» **Input data**:
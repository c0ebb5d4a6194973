//! In-memory markup documents for Pykelet.
//!
//! [`Document`] is a host tree that implements the
//! [`pykelet_core::HostNode`] and [`pykelet_core::TargetResolver`]
//! capabilities, so it can be searched for metadata blocks and populated.
//!
//! # Modules
//!
//! - [`node`]: The tree types
//! - [`html`]: Loading markup into a tree
//! - [`render`]: Writing a tree back out as markup

#![doc = include_str!("../README.md")]

pub mod html;
pub mod node;
pub mod render;

pub use html::parse_document;
pub use node::{Document, Element, Node};
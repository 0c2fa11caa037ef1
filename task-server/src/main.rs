#[tokio::main]
async fn main() -> anyhow::Result<()> {
    task_server::config::load_dev_env()?;
    tracing_subscriber::fmt().init();
    let config = task_server::config::Config::from_env()?;
    task_server::web::start_web_server(config).await
}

» **About this exercise**: Transcribe the data above in full, exactly.

» **Reply to the task**:
repository c0ebb5d4a6194973
//! In-memory markup documents for Pykelet.
//!
//! [`Document`] is a host tree that implements the
//! [`pykelet_core::HostNode`] and [`pykelet_core::TargetResolver`]
//! capabilities, so it can be searched for metadata blocks and populated.
//!
//! # Modules
//!
//! - [`node`]: The tree types
//! - [`html`]: Loading markup into a tree
//! - [`render`]: Writing a tree back out as markup

#![doc = include_str!("../README.md")]

pub mod html;
pub mod node;
pub mod render;

pub use html::parse_document;
pub use node::{Document, Element, Node};
repository 0c2fa11caa037ef1
filename task-server/src/main.rs
#[tokio::main]
async fn main() -> anyhow::Result<()> {
    task_server::config::load_dev_env()?;
    tracing_subscriber::fmt().init();
    let config = task_server::config::Config::from_env()?;
    task_server::web::start_web_server(config).await
}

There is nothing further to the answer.